(4-Acyl-5-pyrazolonato)titanium derivatives: Oligomerization, hydrolysis, voltammetry, and DFT study.

Twenty 4-acyl-5-pyrazolonato (Q) Ti derivatives of varied nuclearity were synthesized from Ti(OR)4 or TiCl4 and characterized with spectroscopic methods (IR, NMR, ESI-MS). While Ti-(beta-diketonato) cleavage is not seen in isolated solids, Ti-O(alkoxy) (or Ti-Cl) bonds cleave upon hydrolysis, leading to several structural forms, including oligomers. Ionic Q species with no Ti, i.e., obtained after Ti-Q cleavage, are seen for some Ti-Q derivs. by ESI-MS, which also indicates a varied nuclearity for a given species, e.g., the isolated polynuclear [Q2Ti-m-O]n has several n values.
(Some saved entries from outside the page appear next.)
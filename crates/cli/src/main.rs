// BookMatch CLI - reconcile a vendor statement against internal books

mod exit_codes;
mod parse;
mod run;

use std::path::PathBuf;
use std::process::ExitCode;

use clap::{Parser, Subcommand};

use exit_codes::{
    EXIT_INVALID_CONFIG, EXIT_IO_ERROR, EXIT_PARSE_ERROR, EXIT_SUCCESS, EXIT_USAGE,
};

#[derive(Parser)]
#[command(name = "bkm")]
#[command(about = "Reconcile a vendor statement against internal books")]
#[command(version)]
struct Cli {
    #[command(subcommand)]
    command: Commands,
}

#[derive(Subcommand)]
enum Commands {
    /// Reconcile two ledgers and report per-row status
    #[command(after_help = "\
Examples:
  bkm run --vendor statement.xlsx --internal books.csv
  bkm run --vendor statement.csv --internal books.csv --config recon.toml
  bkm run --vendor a.csv --internal b.csv --json
  bkm run --vendor a.csv --internal b.csv --export report.xlsx")]
    Run {
        /// Vendor statement (.csv, .tsv, or .xlsx)
        #[arg(long)]
        vendor: PathBuf,

        /// Internal books export (.csv, .tsv, or .xlsx)
        #[arg(long)]
        internal: PathBuf,

        /// TOML config file (keywords, sign conventions, thresholds)
        #[arg(long)]
        config: Option<PathBuf>,

        /// Statement template for a PDF vendor file
        #[arg(long, default_value = "carrier_freight_v1")]
        pdf_template: String,

        /// Output the JSON report to stdout instead of the human summary
        #[arg(long)]
        json: bool,

        /// Write the JSON report to a file
        #[arg(long)]
        output: Option<PathBuf>,

        /// Write a multi-sheet XLSX report
        #[arg(long)]
        export: Option<PathBuf>,
    },

    /// Validate a recon config without running
    #[command(after_help = "\
Examples:
  bkm validate recon.toml")]
    Validate {
        /// Path to the TOML config file
        config: PathBuf,
    },

    /// Transform artifacts into tabular CSV
    #[command(subcommand)]
    Parse(parse::ParseCommands),
}

fn main() -> ExitCode {
    let cli = Cli::parse();

    let result = match cli.command {
        Commands::Run { vendor, internal, config, pdf_template, json, output, export } => {
            run::cmd_run(vendor, internal, config, &pdf_template, json, output, export)
        }
        Commands::Validate { config } => cmd_validate(config),
        Commands::Parse(command) => parse::cmd_parse(command),
    };

    match result {
        Ok(()) => ExitCode::from(EXIT_SUCCESS),
        Err(CliError { code, message, hint }) => {
            if !message.is_empty() {
                eprintln!("error: {}", message);
            }
            if let Some(hint) = hint {
                eprintln!("hint:  {}", hint);
            }
            ExitCode::from(code)
        }
    }
}

fn cmd_validate(config_path: PathBuf) -> Result<(), CliError> {
    let config_str = std::fs::read_to_string(&config_path)
        .map_err(|e| CliError::io(format!("cannot read config: {e}")))?;

    match bookmatch_recon::ReconConfig::from_toml(&config_str) {
        Ok(config) => {
            eprintln!(
                "valid: '{}' (tolerance {} minor units, suggestion threshold {})",
                config.name, config.tolerance.amount_minor, config.suggestion.threshold,
            );
            Ok(())
        }
        Err(e) => Err(CliError {
            code: EXIT_INVALID_CONFIG,
            message: e.to_string(),
            hint: None,
        }),
    }
}

#[derive(Debug)]
pub struct CliError {
    pub code: u8,
    pub message: String,
    pub hint: Option<String>,
}

impl CliError {
    pub fn args(msg: impl Into<String>) -> Self {
        Self { code: EXIT_USAGE, message: msg.into(), hint: None }
    }

    pub fn io(msg: impl Into<String>) -> Self {
        Self { code: EXIT_IO_ERROR, message: msg.into(), hint: None }
    }

    pub fn parse(msg: impl Into<String>) -> Self {
        Self { code: EXIT_PARSE_ERROR, message: msg.into(), hint: None }
    }
}
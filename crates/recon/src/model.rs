use serde::Serialize;

// ---------------------------------------------------------------------------
// Input
// ---------------------------------------------------------------------------

/// A tabular record set as delivered by an ingestion collaborator:
/// header names plus rows of text cells, positionally aligned.
#[derive(Debug, Clone, Default)]
pub struct RawTable {
    pub headers: Vec<String>,
    pub rows: Vec<Vec<String>>,
}

impl RawTable {
    pub fn new(headers: Vec<String>) -> Self {
        Self { headers, rows: Vec::new() }
    }
}

/// Which ledger a record set came from. Errors and faults carry this so the
/// operator knows which file to fix.
#[derive(Debug, Clone, Copy, PartialEq, Eq, Serialize)]
#[serde(rename_all = "snake_case")]
pub enum Side {
    Vendor,
    Internal,
}

impl Side {
    pub fn as_str(&self) -> &'static str {
        match self {
            Side::Vendor => "vendor",
            Side::Internal => "internal",
        }
    }
}

impl std::fmt::Display for Side {
    fn fmt(&self, f: &mut std::fmt::Formatter<'_>) -> std::fmt::Result {
        f.write_str(self.as_str())
    }
}

/// A row reduced to its canonical identity and amount in minor units.
#[derive(Debug, Clone, PartialEq, Eq)]
pub struct NormalizedRecord {
    pub canonical_key: String,
    pub amount_minor: i64,
}

// ---------------------------------------------------------------------------
// Classification
// ---------------------------------------------------------------------------

#[derive(Debug, Clone, Copy, PartialEq, Eq, Hash, Serialize, serde::Deserialize)]
#[serde(rename_all = "snake_case")]
pub enum Status {
    Matched,
    AmountMismatch,
    MissingInVendor,
    MissingInBooks,
}

impl Status {
    pub fn as_str(&self) -> &'static str {
        match self {
            Status::Matched => "matched",
            Status::AmountMismatch => "amount_mismatch",
            Status::MissingInVendor => "missing_in_vendor",
            Status::MissingInBooks => "missing_in_books",
        }
    }

    /// Human-facing label used in report sheets.
    pub fn label(&self) -> &'static str {
        match self {
            Status::Matched => "Matched",
            Status::AmountMismatch => "Amount Mismatch",
            Status::MissingInVendor => "Missing in Vendor",
            Status::MissingInBooks => "Missing in Books",
        }
    }

    pub const ALL: [Status; 4] = [
        Status::Matched,
        Status::AmountMismatch,
        Status::MissingInVendor,
        Status::MissingInBooks,
    ];
}

impl std::fmt::Display for Status {
    fn fmt(&self, f: &mut std::fmt::Formatter<'_>) -> std::fmt::Result {
        f.write_str(self.as_str())
    }
}

/// Advisory typo-match candidate for a missing-side row. Never changes the
/// row's status; surfaced for human review only.
#[derive(Debug, Clone, PartialEq, Eq, Serialize)]
pub struct SuggestionNote {
    pub candidate_key: String,
    /// Similarity in 0–100.
    pub score: u8,
}

/// One output row per canonical key present on either side.
#[derive(Debug, Clone, Serialize)]
pub struct ReconRow {
    pub canonical_key: String,
    pub vendor_minor: Option<i64>,
    pub internal_minor: Option<i64>,
    /// vendor − internal, missing side counted as 0.
    pub variance_minor: i64,
    pub status: Status,
    #[serde(skip_serializing_if = "Option::is_none")]
    pub suggestion: Option<SuggestionNote>,
}

// ---------------------------------------------------------------------------
// Diagnostics
// ---------------------------------------------------------------------------

/// Non-fatal data-quality findings collected during a run. The lossy
/// behaviors themselves are unchanged (bad amounts still default to zero,
/// empty keys are still excluded from the join) — faults make them visible.
#[derive(Debug, Clone, PartialEq, Eq, Serialize)]
#[serde(tag = "kind", rename_all = "snake_case")]
pub enum RowFault {
    /// Canonical key came out empty after normalization; row excluded.
    EmptyKey { side: Side, row: usize },
    /// Amount cell did not parse; treated as a zero-value transaction.
    AmountParse { side: Side, row: usize, value: String },
    /// Statement line did not match the extraction grammar; dropped.
    UnparsedLine { line: usize },
}

// ---------------------------------------------------------------------------
// Summary + Report
// ---------------------------------------------------------------------------

#[derive(Debug, Clone, Serialize)]
pub struct ReconSummary {
    pub total_rows: usize,
    pub matched: usize,
    pub amount_mismatches: usize,
    pub missing_in_vendor: usize,
    pub missing_in_books: usize,
    /// Rows carrying a suggestion (subset of the missing buckets).
    pub suggested: usize,
    /// Everything that is not `Matched`.
    pub exceptions: usize,
    pub net_variance_minor: i64,
}

#[derive(Debug, Clone, Serialize)]
pub struct ReconMeta {
    pub config_name: String,
    pub engine_version: String,
    pub run_at: String,
}

#[derive(Debug, Clone, Serialize)]
pub struct ReconReport {
    pub meta: ReconMeta,
    pub summary: ReconSummary,
    pub rows: Vec<ReconRow>,
    pub faults: Vec<RowFault>,
}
Mononuclear Ti complexes were obtained under rigorous anhydrous conditions. The cis structures of mononuclear (QT)2Ti(OCH3)2, QT = 3-methyl-4-(neopentylcarbonyl)-1-phenylpyrazol-5-onato were analyzed with DFT methods. A trans influence is a major driving force that accounts for several sets of Ti-O bonds. One of the cis stereoisomers is 56 kcal/mol higher in energy than the other two. In contrast, all (QT)2TiCl2 cis isomers show similar energies. Voltammetry of mononuclear (QT)2Ti(OPr)2 and the antitumor tetranuclear compd. [(QB)2Ti-m-O]4, (QB = 4-benzoyl-3-methyl-1-phenylpyrazol-5-onato) indicate that the Ti(IV) is less prone to reduction to Ti(III) in the latter (Epc for the Ti(IV)/Ti(III) couple is -1.71 V and -1.46 V vs. Fc+/Fc, respectively). Potential antitumor compounds having a Ti/Q ratio of 1:1 do not disproportionate, unlike the equivalent acetylacetonato derivatives, and are water-soluble.